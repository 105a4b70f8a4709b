//! Fact-keyed storage: order-preserving keys driving range scans

mod support;

use beam_db_core::keys::{
    encode_pos, encode_spo, key_prefix_predicate, key_prefix_subject,
    key_prefix_subject_predicate, parse_key, PosPrefix, Spec, SpoPrefix,
};
use beam_db_core::{Fact, KGObject};
use support::fast_db;

/// Act as the ingest tier: each fact is stored under both of its index
/// keys, with the index field carrying the log position of the SPO write.
async fn ingest(db: &beam_db_api::BeamDb, mut fact: Fact) -> Fact {
    let spo_probe = encode_spo(&fact, SpoPrefix::Full);
    let (_, offset) = db.write_one(&spo_probe, b"").await.unwrap();
    // Stamp the assigned position and store under the final keys.
    fact.index = offset + 1;
    let spo = encode_spo(&fact, SpoPrefix::Full);
    let pos = encode_pos(&fact, PosPrefix::Full);
    db.write_one(&spo, b"").await.unwrap();
    db.write_one(&pos, b"").await.unwrap();
    db.sync().await.unwrap();
    fact
}

#[tokio::test]
async fn facts_scan_by_subject_in_order() {
    let db = fast_db();
    let mut stored = Vec::new();
    for (s, p, o) in [
        (7, 1, KGObject::string("alpha", 0)),
        (7, 1, KGObject::string("beta", 0)),
        (7, 2, KGObject::int64(42, 0)),
        (8, 1, KGObject::string("other subject", 0)),
    ] {
        stored.push(ingest(&db, Fact::new(s, p, o, 1000 + s + p, 0)).await);
    }

    let hits = db.range_scan(&key_prefix_subject(7), 100).await.unwrap();
    // Ordered: the probe key (index 0) sorts before its final key.
    let mut prev: Vec<u8> = Vec::new();
    for hit in &hits {
        assert!(hit.key > prev);
        prev = hit.key.clone();
    }
    // Every scanned key parses back to a fact for subject 7.
    let mut subject_facts = 0;
    for hit in &hits {
        let Spec::Fact { fact, .. } = parse_key(&hit.key).unwrap() else {
            panic!("non-fact key under fspo prefix");
        };
        assert_eq!(fact.subject, 7);
        if fact.index > 0 {
            subject_facts += 1;
        }
    }
    assert_eq!(subject_facts, 3);

    let narrowed = db
        .range_scan(&key_prefix_subject_predicate(7, 1), 100)
        .await
        .unwrap();
    for hit in &narrowed {
        let Spec::Fact { fact, .. } = parse_key(&hit.key).unwrap() else {
            panic!("non-fact key");
        };
        assert_eq!((fact.subject, fact.predicate), (7, 1));
    }
}

#[tokio::test]
async fn facts_scan_by_predicate_across_subjects() {
    let db = fast_db();
    for (s, o) in [
        (3, KGObject::kid(500)),
        (9, KGObject::kid(500)),
        (5, KGObject::kid(501)),
    ] {
        ingest(&db, Fact::new(s, 77, o, 2000 + s, 0)).await;
    }
    // A different predicate that must not appear in the scan.
    ingest(&db, Fact::new(3, 78, KGObject::kid(500), 2999, 0)).await;

    let hits = db.range_scan(&key_prefix_predicate(77), 100).await.unwrap();
    assert!(!hits.is_empty());
    let mut subjects = Vec::new();
    for hit in &hits {
        let Spec::Fact { fact, .. } = parse_key(&hit.key).unwrap() else {
            panic!("non-fact key under fpos prefix");
        };
        assert_eq!(fact.predicate, 77);
        if fact.index > 0 {
            subjects.push(fact.subject);
        }
    }
    // POS order groups by object, then subject: kid(500) carriers first.
    assert_eq!(subjects, vec![3, 9, 5]);
}

#[tokio::test]
async fn fact_count_tracks_spo_keys() {
    let db = fast_db();
    ingest(&db, Fact::new(1, 2, KGObject::boolean(true, 0), 3, 0)).await;
    db.write_one(b"plain-key", b"v").await.unwrap();
    db.sync().await.unwrap();

    let stats = db.stats().await.unwrap();
    // Probe + final SPO key for the fact; the POS twin and the plain key
    // are not counted as facts.
    assert_eq!(stats.fact_count, 2);
    assert_eq!(stats.key_count, 4);
}
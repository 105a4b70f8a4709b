//! Conditional multi-key transaction endpoint

use crate::error::Result;
use crate::state::AppState;
use axum::extract::{Query, State};
use axum::Json;
use serde::{Deserialize, Serialize};
use std::sync::Arc;
use std::time::Duration;

#[derive(Deserialize)]
pub struct ConcatParams {
    k1: String,
    k2: String,
    k3: String,
    /// Seconds to hold the decision open (test hook for timeout paths)
    w: Option<u64>,
}

#[derive(Serialize)]
pub struct SnapshotEntry {
    pub key: String,
    pub index: u64,
}

/// Trace of a committed transaction
#[derive(Serialize)]
pub struct ConcatResponse {
    pub committed: bool,
    pub partition: u32,
    pub tx_index: u64,
    pub decision_offset: u64,
    pub snapshot: Vec<SnapshotEntry>,
}

/// POST /concat?k1=&k2=&k3=[&w=SECS]
///
/// Runs the coordinator flow `(k1, k2) -> k3`. Responds 409 when the
/// transaction aborts on a stale snapshot and 504 when it times out behind
/// undecided overlapping transactions.
pub async fn concat(
    State(state): State<Arc<AppState>>,
    Query(params): Query<ConcatParams>,
) -> Result<Json<ConcatResponse>> {
    let delay = params.w.map(Duration::from_secs);
    let receipt = state
        .db
        .concat(
            params.k1.as_bytes(),
            params.k2.as_bytes(),
            params.k3.as_bytes(),
            delay,
        )
        .await?;
    Ok(Json(ConcatResponse {
        committed: true,
        partition: receipt.partition,
        tx_index: receipt.tx_index,
        decision_offset: receipt.decision_offset,
        snapshot: receipt
            .snapshot
            .into_iter()
            .map(|(key, index)| SnapshotEntry {
                key: String::from_utf8_lossy(&key).into_owned(),
                index,
            })
            .collect(),
    }))
}
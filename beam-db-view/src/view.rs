//! Shared view handle
//!
//! [`View`] wraps the materialized state for concurrent use: the consumer
//! task is the only writer, readers take short read locks, and the applied
//! transaction index is published through a watch channel so progress can be
//! observed without touching the state lock.

use crate::error::{Result, ViewError};
use crate::state::{CheckResult, VersionedValue, ViewState};
use crate::stats::ViewStats;
use async_trait::async_trait;
use beam_db_core::record::LogRecord;
use beam_db_core::TxIndex;
use beam_db_log::{Offset, Partition};
use parking_lot::RwLock;
use std::sync::atomic::{AtomicBool, Ordering};
use std::sync::Arc;
use tokio::sync::watch;

/// One committed entry from a range scan
#[derive(Clone, Debug, PartialEq, Eq)]
pub struct ScanEntry {
    pub key: Vec<u8>,
    pub value: Vec<u8>,
    pub index: TxIndex,
}

/// Read contract over a partition's committed state.
///
/// Implemented by the local [`View`] and by routers that dispatch to the
/// view owning a key's partition.
#[async_trait]
pub trait FactView: Send + Sync {
    /// Latest committed value, or None if absent
    async fn fetch(&self, key: &[u8]) -> Result<Option<VersionedValue>>;

    /// Greatest committed version with index `<= at`, or None
    async fn fetch_at(&self, key: &[u8], at: TxIndex) -> Result<Option<VersionedValue>>;

    /// Conditional-commit check for a transaction at `tx_index` asserting
    /// `key` was last committed at `ref_index`
    async fn check(&self, key: &[u8], ref_index: TxIndex, tx_index: TxIndex)
        -> Result<CheckResult>;
}

/// A partition's view replica handle
pub struct View {
    partition: Partition,
    state: RwLock<ViewState>,
    applied_tx: watch::Sender<TxIndex>,
    applied_rx: watch::Receiver<TxIndex>,
    halted: AtomicBool,
}

impl View {
    /// Create an empty view for `partition`
    pub fn new(partition: Partition) -> Arc<Self> {
        let (applied_tx, applied_rx) = watch::channel(0);
        Arc::new(Self {
            partition,
            state: RwLock::new(ViewState::new(partition)),
            applied_tx,
            applied_rx,
            halted: AtomicBool::new(false),
        })
    }

    /// The partition this view consumes
    pub fn partition(&self) -> Partition {
        self.partition
    }

    fn ensure_available(&self) -> Result<()> {
        if self.halted.load(Ordering::Acquire) {
            return Err(ViewError::unavailable(format!(
                "partition {} consumer halted",
                self.partition
            )));
        }
        Ok(())
    }

    /// Fold one record; called by the consumer task only.
    pub(crate) fn apply(&self, offset: Offset, record: &LogRecord) {
        let applied = {
            let mut state = self.state.write();
            state.apply(offset, record);
            state.last_applied()
        };
        self.applied_tx.send_replace(applied);
    }

    /// Count an undecodable record; called by the consumer task only.
    pub(crate) fn record_malformed(&self, offset: Offset) {
        let applied = {
            let mut state = self.state.write();
            state.record_malformed(offset);
            state.last_applied()
        };
        self.applied_tx.send_replace(applied);
    }

    /// Mark the view unusable (log gap or broker failure). Readers fail
    /// with `ViewUnavailable` from here on.
    pub(crate) fn halt(&self, reason: &str) {
        tracing::error!(partition = self.partition, reason, "view halted");
        self.halted.store(true, Ordering::Release);
    }

    /// Whether the consumer has halted
    pub fn is_halted(&self) -> bool {
        self.halted.load(Ordering::Acquire)
    }

    /// Synchronous fetch against current committed state
    pub fn fetch_local(&self, key: &[u8]) -> Result<Option<VersionedValue>> {
        self.ensure_available()?;
        Ok(self.state.read().fetch(key))
    }

    /// Synchronous fetch at a chosen index
    pub fn fetch_at_local(&self, key: &[u8], at: TxIndex) -> Result<Option<VersionedValue>> {
        self.ensure_available()?;
        Ok(self.state.read().fetch_at(key, at))
    }

    /// Synchronous conditional-commit check
    pub fn check_local(
        &self,
        key: &[u8],
        ref_index: TxIndex,
        tx_index: TxIndex,
    ) -> Result<CheckResult> {
        self.ensure_available()?;
        Ok(self.state.read().check(key, ref_index, tx_index))
    }

    /// Ordered committed entries under `prefix`, at most `limit`
    pub fn range_scan(&self, prefix: &[u8], limit: usize) -> Result<Vec<ScanEntry>> {
        self.ensure_available()?;
        Ok(self
            .state
            .read()
            .range_scan(prefix, limit)
            .into_iter()
            .map(|(key, value, index)| ScanEntry { key, value, index })
            .collect())
    }

    /// Current statistics snapshot
    pub fn stats(&self) -> Result<ViewStats> {
        self.ensure_available()?;
        Ok(self.state.read().stats())
    }

    /// Transaction index of the last applied record, without locking state
    pub fn last_applied(&self) -> TxIndex {
        *self.applied_rx.borrow()
    }

    /// A receiver observing the monotonic applied index
    pub fn applied(&self) -> watch::Receiver<TxIndex> {
        self.applied_rx.clone()
    }

    /// Wait until the view has applied records through `tx_index`
    pub async fn wait_for_applied(&self, tx_index: TxIndex) -> Result<()> {
        let mut rx = self.applied();
        loop {
            if *rx.borrow_and_update() >= tx_index {
                return Ok(());
            }
            self.ensure_available()?;
            if rx.changed().await.is_err() {
                return Err(ViewError::unavailable("view dropped"));
            }
        }
    }

    /// Administrative reset: clear state and resume materialization at
    /// `resume_from` (the log end at wipe time).
    pub fn wipe(&self, resume_from: Offset) {
        let applied = {
            let mut state = self.state.write();
            state.wipe(resume_from);
            state.last_applied()
        };
        self.applied_tx.send_replace(applied);
        tracing::info!(
            partition = self.partition,
            resume_from,
            "view wiped, materialization rewound"
        );
    }
}

#[async_trait]
impl FactView for View {
    async fn fetch(&self, key: &[u8]) -> Result<Option<VersionedValue>> {
        self.fetch_local(key)
    }

    async fn fetch_at(&self, key: &[u8], at: TxIndex) -> Result<Option<VersionedValue>> {
        self.fetch_at_local(key, at)
    }

    async fn check(
        &self,
        key: &[u8],
        ref_index: TxIndex,
        tx_index: TxIndex,
    ) -> Result<CheckResult> {
        self.check_local(key, ref_index, tx_index)
    }
}

#[cfg(test)]
mod tests {
    use super::*;
    use beam_db_core::record::WriteRecord;

    #[test]
    fn test_halted_view_rejects_reads() {
        let view = View::new(0);
        view.apply(0, &LogRecord::Write(WriteRecord::new("a", "1")));
        assert!(view.fetch_local(b"a").unwrap().is_some());

        view.halt("test");
        assert!(matches!(
            view.fetch_local(b"a"),
            Err(ViewError::Unavailable(_))
        ));
        assert!(matches!(view.stats(), Err(ViewError::Unavailable(_))));
    }

    #[tokio::test]
    async fn test_applied_watch_is_monotonic() {
        let view = View::new(0);
        let mut rx = view.applied();
        assert_eq!(*rx.borrow(), 0);

        view.apply(0, &LogRecord::Write(WriteRecord::new("a", "1")));
        rx.changed().await.unwrap();
        assert_eq!(*rx.borrow(), 1);

        view.apply(1, &LogRecord::Write(WriteRecord::new("a", "2")));
        view.wait_for_applied(2).await.unwrap();
        assert_eq!(view.last_applied(), 2);
    }

    #[tokio::test]
    async fn test_wait_for_applied_after_wipe() {
        let view = View::new(0);
        view.apply(0, &LogRecord::Write(WriteRecord::new("a", "1")));
        view.wipe(5);
        // The wiped view counts as applied through its resume marker.
        view.wait_for_applied(5).await.unwrap();
        assert_eq!(view.fetch_local(b"a").unwrap(), None);
    }
}
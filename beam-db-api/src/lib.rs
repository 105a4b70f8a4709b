//! Embedded facade for the beam fact store
//!
//! [`BeamDb`] wires the pieces together: a log broker, one view replica per
//! partition (each with its consumer task), a key-routing read layer, and
//! the transaction coordinator. The HTTP surface in `beam-db-server` is a
//! thin shell over this crate.

pub mod db;
pub mod error;
pub mod router;

pub use db::{BeamDb, BeamDbConfig, DbStats, WipeMarker};
pub use error::{ApiError, Result};
pub use router::PartitionRouter;
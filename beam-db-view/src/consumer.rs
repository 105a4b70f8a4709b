//! Partition consumer task
//!
//! Tails one log partition and applies records to its view in strict offset
//! order. Malformed records are counted and skipped; an offset gap is fatal
//! for the partition (the view halts and readers get `ViewUnavailable`
//! until an operator intervenes).

use crate::view::View;
use beam_db_core::record::LogRecord;
use beam_db_log::{LogBroker, Offset};
use std::sync::Arc;

/// Background task that folds a partition's log into its view.
pub struct ViewConsumer {
    view: Arc<View>,
    broker: Arc<dyn LogBroker>,
    from: Offset,
}

impl ViewConsumer {
    /// Consumer for `view`'s partition starting at offset `from`
    pub fn new(view: Arc<View>, broker: Arc<dyn LogBroker>, from: Offset) -> Self {
        Self { view, broker, from }
    }

    /// Spawn the consumer as a background tokio task.
    pub fn spawn(self) -> tokio::task::JoinHandle<()> {
        tokio::spawn(async move {
            self.run().await;
        })
    }

    async fn run(&self) {
        let partition = self.view.partition();
        let mut cursor = match self.broker.tail(partition, self.from).await {
            Ok(cursor) => cursor,
            Err(e) => {
                self.view.halt(&format!("tail failed: {e}"));
                return;
            }
        };
        tracing::info!(partition, from = self.from, "view consumer started");

        let mut expected = self.from;
        loop {
            let (offset, payload) = match cursor.next().await {
                Ok(next) => next,
                Err(e) => {
                    self.view.halt(&format!("log tail failed: {e}"));
                    return;
                }
            };

            if offset != expected {
                // A gap means lost records; materialized state would diverge.
                self.view.halt(&format!(
                    "log gap: expected offset {expected}, got {offset}"
                ));
                return;
            }
            expected = offset + 1;

            match LogRecord::decode(&payload) {
                Ok(record) => {
                    tracing::trace!(partition, offset, kind = record.kind_tag(), "applying");
                    self.view.apply(offset, &record);
                }
                Err(e) => {
                    tracing::warn!(
                        partition,
                        offset,
                        error = %e,
                        "skipping malformed record"
                    );
                    self.view.record_malformed(offset);
                }
            }
        }
    }
}
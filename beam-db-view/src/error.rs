//! Error types for beam-db-view

use thiserror::Error;

/// Result type alias using our ViewError
pub type Result<T> = std::result::Result<T, ViewError>;

/// View replica error type
#[derive(Error, Debug)]
pub enum ViewError {
    /// The partition's consumer has halted or the view is gone
    #[error("View unavailable: {0}")]
    Unavailable(String),
}

impl ViewError {
    /// Create an unavailable error
    pub fn unavailable(msg: impl Into<String>) -> Self {
        ViewError::Unavailable(msg.into())
    }
}
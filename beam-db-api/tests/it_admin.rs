//! Administrative operations: stats, fill, scans, wipe, replay

mod support;

use beam_db_api::{BeamDb, BeamDbConfig};
use beam_db_log::MemoryLog;
use std::sync::Arc;
use std::time::Duration;
use support::{fast_config, fast_db, get, put};

#[tokio::test]
async fn stats_aggregate_counters() {
    let db = fast_db();
    put(&db, "a", "1").await;
    put(&db, "a", "2").await;
    put(&db, "b", "3").await;
    db.concat(b"a", b"b", b"c", None).await.unwrap();
    db.sync().await.unwrap();

    let stats = db.stats().await.unwrap();
    assert_eq!(stats.key_count, 3);
    assert_eq!(stats.committed_version_count, 4);
    assert_eq!(stats.pending_tx_count, 0);
    assert_eq!(stats.resolved_tx_count, 1);
    assert_eq!(stats.partitions.len(), 1);
    assert_eq!(stats.partitions[0].last_applied_index, 5);
}

#[tokio::test]
async fn fill_appends_random_writes() {
    let db = fast_db();
    let placements = db.fill(50).await.unwrap();
    assert_eq!(placements.len(), 50);
    db.sync().await.unwrap();

    let stats = db.stats().await.unwrap();
    assert_eq!(stats.committed_version_count, 50);
    let hits = db.range_scan(b"key-", 100).await.unwrap();
    assert_eq!(hits.len(), stats.key_count as usize);
}

#[tokio::test]
async fn range_scan_merges_partitions_in_key_order() {
    let config = BeamDbConfig {
        partitions: 4,
        ..fast_config()
    };
    let db = BeamDb::in_memory(config);
    for i in 0..20 {
        put(&db, &format!("item/{i:02}"), "v").await;
    }

    let hits = db.range_scan(b"item/", 50).await.unwrap();
    assert_eq!(hits.len(), 20);
    for pair in hits.windows(2) {
        assert!(pair[0].key < pair[1].key);
    }

    let limited = db.range_scan(b"item/", 7).await.unwrap();
    assert_eq!(limited.len(), 7);
}

#[tokio::test]
async fn wipe_clears_state_and_resumes_at_log_end() {
    let db = fast_db();
    put(&db, "a", "1").await;
    put(&db, "b", "2").await;

    let markers = db.wipe(Duration::from_secs(1)).await.unwrap();
    assert_eq!(markers.len(), 1);
    assert_eq!(markers[0].resume_offset, 2);

    assert_eq!(get(&db, "a").await, (Vec::new(), 0));
    let stats = db.stats().await.unwrap();
    assert_eq!(stats.key_count, 0);

    // New writes materialize normally after the wipe.
    put(&db, "c", "3").await;
    assert_eq!(get(&db, "c").await, (b"3".to_vec(), 3));
}

#[tokio::test]
async fn replay_from_the_same_log_is_identical() {
    let broker = Arc::new(MemoryLog::new(1));
    let db1 = BeamDb::with_broker(broker.clone(), fast_config());
    put(&db1, "a", "1").await;
    put(&db1, "b", "2").await;
    db1.concat(b"a", b"b", b"c", None).await.unwrap();
    db1.append_raw(b"junk".to_vec()).await.unwrap();
    put(&db1, "a", "9").await;
    db1.sync().await.unwrap();

    // A second instance over the same log must reach byte-identical state.
    let db2 = BeamDb::with_broker(broker, fast_config());
    db2.sync().await.unwrap();

    assert_eq!(
        db1.stats().await.unwrap().partitions,
        db2.stats().await.unwrap().partitions
    );
    for key in ["a", "b", "c"] {
        assert_eq!(get(&db1, key).await, get(&db2, key).await);
    }
}
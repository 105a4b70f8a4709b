//! Server configuration

use clap::Parser;
use std::net::SocketAddr;
use std::time::Duration;

/// Log output format
#[derive(Debug, Clone, Copy, Default, PartialEq, Eq, clap::ValueEnum)]
pub enum LogFormat {
    /// Human-readable single-line output
    #[default]
    Text,
    /// Structured JSON lines
    Json,
}

/// Configuration for the beam server
#[derive(Debug, Clone, Parser)]
#[command(name = "beam-db-server", about = "Log-backed knowledge-graph fact store")]
pub struct ServerConfig {
    /// Address to listen on
    #[arg(long, env = "BEAM_LISTEN_ADDR", default_value = "127.0.0.1:9980")]
    pub listen_addr: SocketAddr,

    /// Log partition count (keys shard by stable hash)
    #[arg(long, env = "BEAM_PARTITIONS", default_value_t = 1)]
    pub partitions: u32,

    /// Base sleep between conditional-commit check polls, in milliseconds
    #[arg(long, default_value_t = 1000)]
    pub check_interval_ms: u64,

    /// Random extra sleep added to each poll, in milliseconds
    #[arg(long, default_value_t = 250)]
    pub check_jitter_ms: u64,

    /// Transaction budget from proposal to decision, in seconds; expiry
    /// appends an aborting decision
    #[arg(long, default_value_t = 10)]
    pub txn_deadline_secs: u64,

    /// Allow cross-origin requests
    #[arg(long, default_value_t = false)]
    pub cors_enabled: bool,

    /// Log output format
    #[arg(long, value_enum, default_value = "text")]
    pub log_format: LogFormat,
}

impl Default for ServerConfig {
    fn default() -> Self {
        // Defaults are defined once, in the clap attributes.
        Self::parse_from::<_, &str>([])
    }
}

impl ServerConfig {
    /// Validate configuration at startup
    pub fn validate(&self) -> Result<(), String> {
        if self.partitions == 0 {
            return Err("--partitions must be at least 1".to_string());
        }
        if self.txn_deadline_secs == 0 {
            return Err("--txn-deadline-secs must be at least 1".to_string());
        }
        Ok(())
    }

    /// Coordinator tuning derived from the flags
    pub fn txn_config(&self) -> beam_db_transact::CoordinatorConfig {
        beam_db_transact::CoordinatorConfig {
            check_interval: Duration::from_millis(self.check_interval_ms),
            check_jitter: Duration::from_millis(self.check_jitter_ms),
            deadline: Duration::from_secs(self.txn_deadline_secs),
        }
    }
}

------------------------------

— TASK STATEMENT —
Whenever a line includes the word "CoordinatorConfig", pull it out of the entries.

— EXERCISE SOLUTION —
    pub fn txn_config(&self) -> beam_db_transact::CoordinatorConfig {
        beam_db_transact::CoordinatorConfig {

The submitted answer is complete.